2) More Risk Involved

 Commercial finance companies are not banks, and are often a higher-cost borrowing option
for the small business owner. This is because they are less conservative than traditional banks
and more willing to make riskier loans. As they are not banks, they are subject to less
regulation and can assume more risk. Less regulation and more risk can be a double-edged
sword in times of economic turbulence. Lack of enabling market infrastructure and issues
such as absence of secondary markets in securitized assets, low demand for long-tenor
instruments, and small investor base for such assets among others could be impediments for
the WLTF banks.
 Development Finance Institutions (DFIs) in the past had played a similar role in filling the
gap in meeting the financing needs of medium and large enterprises, industry and
infrastructure sector. However, due to change in the operating environment coupled with
dearth of low cost long term funds as a result of withdrawal of Government guarantee for
bond issuance and resultant non-SLR status of their bonds, high level of concentration risk
caused serious stress to their financial position.

3) Once the development finance institution like IFCI, IDBI was created, it came
out as a big failure and converted itself into universal bank model. Private Banks
nowadays are nowhere incapable of funding infrastructure. Then what is the
need of going back to DFIs?

When we moved to the idea of universal banks, the understanding or the implication was that
with a lowering of the cash reserve ratio (CRR) and statutory liquidity ratio (SLR), there will
be more funds available with the banks and therefore they will be able to meet both the short-
term and the long-term credit.

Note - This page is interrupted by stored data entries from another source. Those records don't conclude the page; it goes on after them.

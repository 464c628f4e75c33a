//! Function details extractor.
//!
//! Only blocks headed `symbol ()` whose code block is a C prototype are
//! functions; structs, enums and `#define` macros share the section and
//! are skipped.

use super::{
    base_type, code_block, deprecation, docs_with_notice, element_text, heading, notes_table,
    prose, raw_text, split_c_param,
};
use crate::model::{Document, Function, Param};
use crate::text;
use crate::types::{self, TypeDescriptor};
use crate::GenerateOptions;
use log::{debug, warn};
use scraper::{ElementRef, Selector};
use std::sync::LazyLock;

static SEL_RETURN: LazyLock<Selector> =
    LazyLock::new(|| Selector::parse("span.returnvalue").unwrap());

const FAMILY_FN_PREFIXES: &[&str] = &["gtk_", "gdk_", "g_"];

const VARIADIC_NAME: &str = "argv";

pub fn extract(doc: &mut Document, section: ElementRef<'_>, opts: &GenerateOptions) {
    for block in super::locator::sub_blocks(section) {
        let Some(symbol) = heading(block).and_then(|h| symbol_name(&h)) else {
            continue;
        };
        let Some(pre) = code_block(block) else {
            debug!("{} has no prototype, skipping", symbol);
            continue;
        };
        let prototype = raw_text(pre);
        if prototype.trim_start().starts_with("#define") {
            debug!("{} is a macro, skipping", symbol);
            continue;
        }
        if is_callback_typedef(&prototype, &symbol) {
            debug!("{} is a callback typedef, skipping", symbol);
            continue;
        }

        let notice = deprecation(block);
        if notice.is_some() && !opts.include_deprecated {
            warn!("dropping deprecated function {}", symbol);
            continue;
        }

        let name = text::to_camel(strip_symbol_prefix(doc, &symbol));
        if name.is_empty() {
            continue;
        }

        let mut func = Function::new(&name);
        func.docs = docs_with_notice(prose(block), notice, opts.width);
        func.returns = return_type(doc, pre, &prototype, &symbol);

        let notes = notes_table(block);
        func.params = prototype_params(doc, &prototype, &symbol)
            .into_iter()
            .map(|(raw_name, mut param)| {
                param.note = notes.get(&raw_name).cloned();
                param
            })
            .collect();

        debug!(
            "function {} ({} params) -> {:?}",
            func.name,
            func.params.len(),
            func.returns.name()
        );
        doc.add_function(func);
    }
}

/// `gtk_button_new ()` → `gtk_button_new`. Headings without `()` are not
/// functions, nor are capitalized symbols (`GtkClipboardReceivedFunc ()`).
fn symbol_name(heading: &str) -> Option<String> {
    let symbol = heading.trim().strip_suffix("()")?.trim();
    let is_c_function = symbol.starts_with(|c: char| c.is_ascii_lowercase()) && !symbol.contains(' ');
    is_c_function.then(|| symbol.to_string())
}

/// `void (*GtkClipboardReceivedFunc) (...)` declares a function pointer type.
fn is_callback_typedef(prototype: &str, symbol: &str) -> bool {
    let compact: String = prototype.chars().filter(|c| !c.is_whitespace()).collect();
    compact.contains(&format!("(*{})", symbol))
}

fn strip_symbol_prefix<'a>(doc: &Document, symbol: &'a str) -> &'a str {
    if let Some(rest) = doc.strip_fn_prefix(symbol) {
        return rest;
    }
    FAMILY_FN_PREFIXES
        .iter()
        .find_map(|p| symbol.strip_prefix(p))
        .unwrap_or(symbol)
}

/// Declared return type, preferring the marked `returnvalue` span.
fn return_type(doc: &Document, pre: ElementRef<'_>, prototype: &str, symbol: &str) -> TypeDescriptor {
    let head = prototype.split(symbol).next().unwrap_or_default();
    let token = match pre.select(&SEL_RETURN).next().map(element_text) {
        Some(marked) if head.contains('*') => format!("{} *", marked),
        Some(marked) => marked,
        None => head.to_string(),
    };
    types::translate(&doc.package, &token)
}

/// Prototype parameters in order, paired with raw C names. A leading
/// self-typed or `void` parameter is skipped; `...` becomes `argv`.
fn prototype_params(doc: &Document, prototype: &str, symbol: &str) -> Vec<(String, Param)> {
    let Some(after) = prototype.split_once(symbol).map(|(_, rest)| rest) else {
        return Vec::new();
    };
    let Some(open) = after.find('(') else {
        return Vec::new();
    };
    let Some(close) = after.rfind(')') else {
        return Vec::new();
    };
    if close <= open {
        return Vec::new();
    }

    let mut params = Vec::new();
    for (i, decl) in after[open + 1..close].split(',').enumerate() {
        let decl = decl.trim();
        if decl == "..." {
            params.push((
                VARIADIC_NAME.to_string(),
                Param::new(VARIADIC_NAME, TypeDescriptor::variadic()),
            ));
            continue;
        }
        let Some((ty, name)) = split_c_param(decl) else {
            continue;
        };
        let base = base_type(&ty);
        if i == 0 && (base == doc.prefixed || base == "void") {
            continue;
        }
        if name.is_empty() {
            continue;
        }
        let param = Param::new(&name, types::translate(&doc.package, &ty));
        params.push((name, param));
    }
    params
}

#[cfg(test)]
mod tests {
    use super::*;
    use crate::types::TypeKind;
    use scraper::Html;

    const DETAILS: &str = r#"<div class="refsect1"><a name="GtkButton.details"></a><h2>Details</h2>
<div class="refsect2"><a name="GtkButton-struct"></a><h3>struct GtkButton</h3>
<pre class="programlisting">struct GtkButton;</pre></div>
<div class="refsect2"><h3>GTK_BUTTON()</h3>
<pre class="programlisting">#define GTK_BUTTON(obj) (G_TYPE_CHECK_INSTANCE_CAST ((obj), GTK_TYPE_BUTTON, GtkButton))</pre></div>
<div class="refsect2"><a name="gtk-button-new"></a><h3>gtk_button_new ()</h3>
<pre class="programlisting"><a class="link" href="GtkWidget.html"><span class="returnvalue">GtkWidget</span></a> *         gtk_button_new                      (<em class="parameter"><code><span class="type">void</span></code></em>);</pre>
<p>Creates a new <span class="type">GtkButton</span> widget.</p>
<table><tr><td><span class="term"><span class="emphasis"><em>Returns</em></span> :</span></td><td>The newly created GtkButton widget.</td></tr></table>
</div>
<div class="refsect2"><h3>gtk_button_new_with_label ()</h3>
<pre class="programlisting"><span class="returnvalue">GtkWidget</span> *         gtk_button_new_with_label           (<em class="parameter"><code>const <span class="type">gchar</span> *label</code></em>);</pre>
<p>Creates a GtkButton widget with a GtkLabel child.</p>
<table><tr><td>label :</td><td>The text you want the GtkLabel to hold.</td></tr></table>
</div>
<div class="refsect2"><h3>gtk_button_get_label ()</h3>
<pre class="programlisting">const <span class="returnvalue">gchar</span> *       gtk_button_get_label                (<em class="parameter"><code><span class="type">GtkButton</span> *button</code></em>);</pre>
<p>Fetches the text from the label of the button.</p>
<p class="since">Since 2.4</p>
<p>Since: 2.4</p>
</div>
<div class="refsect2"><h3>gtk_button_set_alignment ()</h3>
<pre class="programlisting"><span class="returnvalue">void</span>                gtk_button_set_alignment            (<em class="parameter"><code><span class="type">GtkButton</span> *button</code></em>,
                                                         <em class="parameter"><code><span class="type">gfloat</span> xalign</code></em>,
                                                         <em class="parameter"><code><span class="type">gfloat</span> yalign</code></em>);</pre>
<p>Sets the alignment of the child.</p>
</div>
<div class="refsect2"><a name="GtkButtonActivateFunc"></a><h3>GtkButtonActivateFunc ()</h3>
<pre class="programlisting"><span class="returnvalue">void</span>            (*GtkButtonActivateFunc)            (<em class="parameter"><code><span class="type">GtkButton</span> *button</code></em>,
                                                         <em class="parameter"><code><span class="type">gpointer</span> data</code></em>);</pre>
<p>Called when the button activates.</p>
</div>
<div class="refsect2"><h3>gtk_button_printf ()</h3>
<pre class="programlisting"><span class="returnvalue">void</span> gtk_button_printf (GtkButton *button, const gchar *format, ...);</pre>
</div>
<div class="refsect2"><h3>gtk_button_pressed ()</h3>
<pre class="programlisting"><span class="returnvalue">void</span> gtk_button_pressed (GtkButton *button);</pre>
<div class="warning"><p><code class="literal">gtk_button_pressed</code> has been deprecated since version 2.20 and should not be used in newly-written code.</p></div>
<p>Emits a "pressed" signal.</p>
</div>
</div>"#;

    fn run(include_deprecated: bool) -> Document {
        let frag = Html::parse_fragment(DETAILS);
        let mut doc = Document::new("GtkButton", "ctk");
        let opts = GenerateOptions {
            include_deprecated,
            ..Default::default()
        };
        extract(&mut doc, frag.root_element(), &opts);
        doc
    }

    #[test]
    fn constructor_and_factories_are_separated() {
        let doc = run(false);
        let ctor = doc.constructor.as_ref().unwrap();
        assert_eq!(ctor.name, "New");
        assert!(ctor.params.is_empty());
        assert_eq!(ctor.returns.name(), "Widget");
        assert_eq!(ctor.docs, "// Creates a new Button widget.");

        assert_eq!(doc.factories.len(), 1);
        let factory = &doc.factories[0];
        assert_eq!(factory.name, "NewWithLabel");
        assert_eq!(factory.params.len(), 1);
        assert_eq!(factory.params[0].name, "label");
        assert_eq!(factory.params[0].ty.kind(), TypeKind::String);
        assert_eq!(
            factory.params[0].note.as_deref(),
            Some("The text you want the Label to hold.")
        );
    }

    #[test]
    fn structs_macros_and_callback_typedefs_are_skipped() {
        let doc = run(false);
        let names: Vec<_> = doc.functions.iter().map(|f| f.name.as_str()).collect();
        assert_eq!(names, vec!["GetLabel", "SetAlignment", "Printf"]);
    }

    #[test]
    fn self_param_skipped_and_since_discarded() {
        let doc = run(false);
        let get = &doc.functions[0];
        assert!(get.params.is_empty());
        assert_eq!(get.returns.kind(), TypeKind::String);
        assert_eq!(get.docs, "// Fetches the text from the label of the button.");

        let set = &doc.functions[1];
        assert!(set.returns.is_none());
        let names: Vec<_> = set.params.iter().map(|p| p.name.as_str()).collect();
        assert_eq!(names, vec!["xalign", "yalign"]);
        assert_eq!(set.params[0].ty.name(), "float64");
    }

    #[test]
    fn ellipsis_becomes_variadic() {
        let doc = run(false);
        let printf = &doc.functions[2];
        assert_eq!(printf.params.len(), 2);
        assert_eq!(printf.params[1].name, "argv");
        assert_eq!(printf.params[1].ty.name(), "...interface{}");
    }

    #[test]
    fn deprecated_function_gated() {
        assert_eq!(run(false).functions.len(), 3);
        let doc = run(true);
        let pressed = doc.functions.last().unwrap();
        assert_eq!(pressed.name, "Pressed");
        assert!(pressed.docs.contains("Deprecated: ButtonPressed has been deprecated"));
    }

    #[test]
    fn symbol_names() {
        assert_eq!(symbol_name("gtk_button_new ()").as_deref(), Some("gtk_button_new"));
        assert_eq!(symbol_name("struct GtkButton"), None);
        assert_eq!(symbol_name("GtkClipboardReceivedFunc ()"), None);
        let doc = Document::new("GtkButton", "ctk");
        assert_eq!(strip_symbol_prefix(&doc, "gtk_widget_show"), "widget_show");
        assert_eq!(strip_symbol_prefix(&doc, "gtk_button_set_label"), "set_label");
    }

    #[test]
    fn lowercase_callback_typedef_detected() {
        assert!(is_callback_typedef(
            "void (* gtk_custom_func ) (GtkWidget *widget);",
            "gtk_custom_func"
        ));
        assert!(!is_callback_typedef(
            "void gtk_button_clicked (GtkButton *button);",
            "gtk_button_clicked"
        ));
    }

    #[test]
    fn acronym_type_functions_are_classified() {
        let frag = Html::parse_fragment(
            r#"<div class="refsect1"><a name="GtkUIManager.details"></a>
<div class="refsect2"><h3>gtk_ui_manager_new ()</h3>
<pre class="programlisting"><span class="returnvalue">GtkUIManager</span> *      gtk_ui_manager_new                  (<em class="parameter"><code><span class="type">void</span></code></em>);</pre></div>
<div class="refsect2"><h3>gtk_ui_manager_get_ui ()</h3>
<pre class="programlisting"><span class="returnvalue">gchar</span> *             gtk_ui_manager_get_ui               (<em class="parameter"><code><span class="type">GtkUIManager</span> *self</code></em>);</pre></div>
</div>"#,
        );
        let mut doc = Document::new("GtkUIManager", "ctk");
        extract(&mut doc, frag.root_element(), &GenerateOptions::default());
        assert_eq!(doc.constructor.as_ref().map(|c| c.name.as_str()), Some("New"));
        let names: Vec<_> = doc.functions.iter().map(|f| f.name.as_str()).collect();
        assert_eq!(names, vec!["GetUi"]);
        assert!(doc.functions[0].params.is_empty());
    }
}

Along with it, there was also the assumption that both the
equity market and the bond market will expand and that will provide the additional finance
required.
However, the situation now, is while the equity market is expanded, the bond market has not.
It is not vibrant enough. Second, we have reached a situation as far as the commercial banks
are concerned where the flow of credit, both short-term and long-term credit, has choked. The
major problem which everybody is addressing is how to take care of the stock of non-
performing assets (NPAs) and what can be done. Therefore, in this situation, a fresh look at
what can be done to provide long-term finance is very much needed.

4) No Regulatory Framework

The regulatory framework that they have is in relation to banks. The regulatory framework
that you might have to frame in relation to the DFI type institutions may have to be somewhat
different because the banks take money from innumerable number of depositors and so on
and therefore the safety becomes a major issue and therefore we have quite an intricate
framework for that. However, you need to evolve an alternative framework for that. You
need to go to a situation in which separate regulatory framework is adopted.